On Feb. 7, an amended lawsuit was filed against Boeing and Alaska Airlines on behalf of 22 passengers on Alaska Airlines Flight 1282.
A nearly new Boeing 737 Max 9 plane was flying from Portland, Oregon, to California on Jan. 5. At 16,000 feet, according to a statement from attorney Mark Lindquist, there was a loud bang and whoosh as a door plug blew out of the fuselage and the plane rapidly depressurized.
Lindquist initially filed a lawsuit on Jan. 16 alleging emotional and physical injuries to passengers, including severe stress, anxiety, trauma, and hearing damage. His amended complaint adds new passengers and new allegations of negligence by Boeing and Alaska Airlines.
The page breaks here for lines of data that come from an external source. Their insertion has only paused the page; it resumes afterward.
//! YouTube Data API v3 client.
//!
//! Quota costs follow the published unit table: `playlistItems.list` and
//! `videos.list` cost 1 unit per request (up to 50 results each),
//! `search.list` costs 100 units per request.

use std::time::Duration;

use anyhow::{Context, Result};
use async_trait::async_trait;
use chrono::{DateTime, SecondsFormat, Utc};
use serde::Deserialize;
use tracing::debug;

use super::{ApiPage, SearchQuery, VideoSummary, YoutubeApi};

const DEFAULT_BASE_URL: &str = "https://www.googleapis.com/youtube/v3";

/// Results per request the API allows
pub const PAGE_SIZE: u32 = 50;
pub const LIST_COST: u32 = 1;
pub const SEARCH_COST: u32 = 100;

/// Estimated cost of listing `n` videos
pub fn estimate_list_cost(n: u32) -> u32 {
    n.max(1).div_ceil(PAGE_SIZE) * LIST_COST
}

/// Uploads playlist of a channel: `UC…` becomes `UU…`
pub fn uploads_playlist_id(channel_id: &str) -> Option<String> {
    channel_id
        .strip_prefix("UC")
        .filter(|rest| !rest.is_empty())
        .map(|rest| format!("UU{}", rest))
}

#[derive(Debug, Deserialize)]
#[serde(rename_all = "camelCase")]
struct ListResponse<T> {
    #[serde(default = "Vec::new")]
    items: Vec<T>,
    next_page_token: Option<String>,
}

#[derive(Debug, Default, Deserialize)]
#[serde(rename_all = "camelCase")]
struct Snippet {
    #[serde(default)]
    title: String,
    channel_id: Option<String>,
    published_at: Option<DateTime<Utc>>,
}

#[derive(Debug, Deserialize)]
#[serde(rename_all = "camelCase")]
struct PlaylistItem {
    #[serde(default)]
    snippet: Snippet,
    content_details: PlaylistContentDetails,
}

#[derive(Debug, Deserialize)]
#[serde(rename_all = "camelCase")]
struct PlaylistContentDetails {
    video_id: String,
    video_published_at: Option<DateTime<Utc>>,
}

#[derive(Debug, Deserialize)]
#[serde(rename_all = "camelCase")]
struct SearchResult {
    id: SearchId,
    #[serde(default)]
    snippet: Snippet,
}

#[derive(Debug, Deserialize)]
#[serde(rename_all = "camelCase")]
struct SearchId {
    video_id: Option<String>,
}

#[derive(Debug, Deserialize)]
#[serde(rename_all = "camelCase")]
struct Video {
    id: String,
    #[serde(default)]
    snippet: Snippet,
    content_details: Option<VideoContentDetails>,
}

#[derive(Debug, Deserialize)]
struct VideoContentDetails {
    duration: Option<String>,
}

/// HTTP client for the Data API
pub struct YoutubeDataClient {
    client: reqwest::Client,
    api_key: String,
    base_url: String,
}

impl YoutubeDataClient {
    pub fn new(api_key: impl Into<String>, timeout: Duration) -> Result<Self> {
        let client = reqwest::Client::builder()
            .timeout(timeout)
            .build()
            .context("Failed to build HTTP client")?;
        Ok(Self {
            client,
            api_key: api_key.into(),
            base_url: DEFAULT_BASE_URL.to_string(),
        })
    }

    pub fn with_base_url(mut self, base_url: impl Into<String>) -> Self {
        self.base_url = base_url.into();
        self
    }

    async fn get<T: serde::de::DeserializeOwned>(
        &self,
        resource: &str,
        params: &[(&str, String)],
    ) -> Result<ListResponse<T>> {
        let url = format!("{}/{}", self.base_url, resource);
        let response = self
            .client
            .get(&url)
            .query(params)
            .query(&[("key", self.api_key.as_str())])
            .send()
            .await
            .with_context(|| format!("Failed to call {}", resource))?;

        let status = response.status();
        if !status.is_success() {
            let text = response.text().await.unwrap_or_default();
            anyhow::bail!("YouTube {} error ({}): {}", resource, status, text);
        }

        response
            .json()
            .await
            .with_context(|| format!("Failed to parse {} response", resource))
    }
}

#[async_trait]
impl YoutubeApi for YoutubeDataClient {
    async fn playlist_items(&self, playlist_id: &str, max: u32) -> Result<ApiPage<VideoSummary>> {
        let mut items = Vec::new();
        let mut units = 0;
        let mut page_token: Option<String> = None;

        while (items.len() as u32) < max {
            let mut params = vec![
                ("part", "snippet,contentDetails".to_string()),
                ("playlistId", playlist_id.to_string()),
                ("maxResults", PAGE_SIZE.min(max).to_string()),
            ];
            if let Some(token) = &page_token {
                params.push(("pageToken", token.clone()));
            }

            let page: ListResponse<PlaylistItem> = self.get("playlistItems", &params).await?;
            units += LIST_COST;

            items.extend(page.items.into_iter().map(|item| VideoSummary {
                video_id: item.content_details.video_id,
                title: item.snippet.title,
                channel_id: item.snippet.channel_id,
                published_at: item
                    .content_details
                    .video_published_at
                    .or(item.snippet.published_at),
                duration: None,
            }));

            page_token = page.next_page_token;
            if page_token.is_none() {
                break;
            }
        }

        items.truncate(max as usize);
        debug!(playlist_id, count = items.len(), units, "Listed playlist items");
        Ok(ApiPage { items, units })
    }

    async fn search(&self, query: &SearchQuery) -> Result<ApiPage<VideoSummary>> {
        let mut params = vec![
            ("part", "snippet".to_string()),
            ("type", "video".to_string()),
            ("q", query.query.clone()),
            ("maxResults", query.max_results.clamp(1, PAGE_SIZE).to_string()),
            ("order", query.order.clone().unwrap_or_else(|| "date".to_string())),
        ];
        if let Some(duration) = &query.duration {
            params.push(("videoDuration", duration.clone()));
        }
        if let Some(after) = query.published_after {
            params.push((
                "publishedAfter",
                after.to_rfc3339_opts(SecondsFormat::Secs, true),
            ));
        }

        let page: ListResponse<SearchResult> = self.get("search", &params).await?;
        let items = page
            .items
            .into_iter()
            .filter_map(|r| {
                Some(VideoSummary {
                    video_id: r.id.video_id?,
                    title: r.snippet.title,
                    channel_id: r.snippet.channel_id,
                    published_at: r.snippet.published_at,
                    duration: None,
                })
            })
            .collect();

        Ok(ApiPage {
            items,
            units: SEARCH_COST,
        })
    }

    async fn video_details(&self, ids: &[String]) -> Result<ApiPage<VideoSummary>> {
        let mut items = Vec::with_capacity(ids.len());
        let mut units = 0;

        for chunk in ids.chunks(PAGE_SIZE as usize) {
            let params = vec![
                ("part", "snippet,contentDetails".to_string()),
                ("id", chunk.join(",")),
            ];
            let page: ListResponse<Video> = self.get("videos", &params).await?;
            units += LIST_COST;

            items.extend(page.items.into_iter().map(|v| VideoSummary {
                video_id: v.id,
                title: v.snippet.title,
                channel_id: v.snippet.channel_id,
                published_at: v.snippet.published_at,
                duration: v.content_details.and_then(|d| d.duration),
            }));
        }

        Ok(ApiPage { items, units })
    }
}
New allegations include a claim, “there was a whistling sound coming from the vicinity of the door plug on a previous flight of the subject plane. Passengers apparently noticed the whistling sound and brought it to the attention of flight attendants who reportedly informed the pilot or first officer.”
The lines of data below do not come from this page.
//! Cron expression handling for recurring queue triggers.
//!
//! Operators write the common 5-field form (`*/5 * * * *`); the `cron` crate
//! wants a leading seconds field, so one is prepended. 6 and 7 field
//! expressions pass through untouched.

use std::str::FromStr;

use chrono::{DateTime, Utc};
use chrono_tz::Tz;
use cron::Schedule;
use thiserror::Error;

#[derive(Debug, Error)]
pub enum CronError {
    #[error("Invalid cron expression '{expr}': {reason}")]
    InvalidExpression { expr: String, reason: String },

    #[error("Unknown timezone: {0}")]
    InvalidTimezone(String),
}

/// Normalize a cron expression to the seconds-first form
pub fn normalize_expression(expr: &str) -> String {
    let trimmed = expr.trim();
    if trimmed.split_whitespace().count() == 5 {
        format!("0 {}", trimmed)
    } else {
        trimmed.to_string()
    }
}

pub fn parse_timezone(name: &str) -> Result<Tz, CronError> {
    name.trim()
        .parse::<Tz>()
        .map_err(|_| CronError::InvalidTimezone(name.to_string()))
}

/// A parsed cron expression bound to a timezone
#[derive(Debug, Clone)]
pub struct CronTrigger {
    schedule: Schedule,
    timezone: Tz,
}

impl CronTrigger {
    pub fn parse(expr: &str, timezone: &str) -> Result<Self, CronError> {
        let normalized = normalize_expression(expr);
        let schedule =
            Schedule::from_str(&normalized).map_err(|e| CronError::InvalidExpression {
                expr: expr.to_string(),
                reason: e.to_string(),
            })?;

        Ok(Self {
            schedule,
            timezone: parse_timezone(timezone)?,
        })
    }

    /// First fire time strictly after `after`
    pub fn next_after(&self, after: DateTime<Utc>) -> Option<DateTime<Utc>> {
        self.schedule
            .after(&after.with_timezone(&self.timezone))
            .next()
            .map(|t| t.with_timezone(&Utc))
    }

    /// Whether a slot fell between the last firing (or registration) and `now`.
    ///
    /// Missed slots collapse into one firing.
    pub fn is_due(
        &self,
        last_fired: Option<DateTime<Utc>>,
        registered_at: DateTime<Utc>,
        now: DateTime<Utc>,
    ) -> bool {
        let reference = last_fired.unwrap_or(registered_at);
        match self.next_after(reference) {
            Some(next) => next <= now,
            None => false,
        }
    }
}

#[cfg(test)]
mod tests {
    use super::*;

    fn at(s: &str) -> DateTime<Utc> {
        DateTime::parse_from_rfc3339(s).unwrap().with_timezone(&Utc)
    }

    #[test]
    fn test_five_field_expressions_get_seconds() {
        assert_eq!(normalize_expression("*/5 * * * *"), "0 */5 * * * *");
        assert_eq!(normalize_expression(" 0 */5 * * * * "), "0 */5 * * * *");
    }

    #[test]
    fn test_invalid_inputs() {
        assert!(matches!(
            CronTrigger::parse("every five minutes", "UTC"),
            Err(CronError::InvalidExpression { .. })
        ));
        assert!(matches!(
            CronTrigger::parse("*/5 * * * *", "Mars/Olympus"),
            Err(CronError::InvalidTimezone(_))
        ));
    }

    #[test]
    fn test_next_after() {
        let trigger = CronTrigger::parse("*/15 * * * *", "UTC").unwrap();
        assert_eq!(
            trigger.next_after(at("2024-05-10T10:07:00Z")),
            Some(at("2024-05-10T10:15:00Z"))
        );
        assert_eq!(
            trigger.next_after(at("2024-05-10T10:15:00Z")),
            Some(at("2024-05-10T10:30:00Z"))
        );
    }

    #[test]
    fn test_next_after_respects_timezone() {
        // Daily at 06:00 in New York (EDT, UTC-4 in May)
        let trigger = CronTrigger::parse("0 6 * * *", "America/New_York").unwrap();
        assert_eq!(
            trigger.next_after(at("2024-05-10T00:00:00Z")),
            Some(at("2024-05-10T10:00:00Z"))
        );
    }

    #[test]
    fn test_is_due() {
        let trigger = CronTrigger::parse("*/5 * * * *", "UTC").unwrap();
        let registered = at("2024-05-10T10:01:00Z");

        assert!(!trigger.is_due(None, registered, at("2024-05-10T10:04:59Z")));
        assert!(trigger.is_due(None, registered, at("2024-05-10T10:05:00Z")));

        let fired = at("2024-05-10T10:05:10Z");
        assert!(!trigger.is_due(Some(fired), registered, at("2024-05-10T10:09:00Z")));
        assert!(trigger.is_due(Some(fired), registered, at("2024-05-10T11:00:00Z")));
    }
}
Lindquist claims that no known further action was taken, “After the pilot checked cockpit instruments, which purportedly read normal.”
Additionally, Lindquist cites the recent National Transportation Safety Board (NTSB) preliminary report, which found the cockpit door was designed to blow out in a depressurization situation. Pilots and crew were not informed of this design feature.
“The resulting shock, noise, and communication difficulties contributed to a lack of proper communication between the flight crew and passengers, thereby intensifying confusion and stress,” according to the lawsuit.
Lindquist, who represented dozens of victim families in the two fatal crashes of the Boeing 737 Max 8 in 2018 and 2019, said Boeing should have fixed their quality control issues after 346 people died in the Max 8 crashes.
“Boeing is still cutting corners on quality,” Lindquist claimed in a statement.
The NTSB report found Boeing delivered the plane to Alaska Airlines with four retaining bolts missing, which resulted in the eventual door plug blowout.
“This plane was a ticking bomb,” Lindquist said. “A blowout could have happened at a cruising altitude where it would have been catastrophic.”
Among the 22 listed plaintiffs in the lawsuit are a couple with an infant, a mother and her 13-year-old daughter, and an unaccompanied minor.
Lindquist said his clients “want accountability. They want to make sure this doesn’t happen again to anyone.”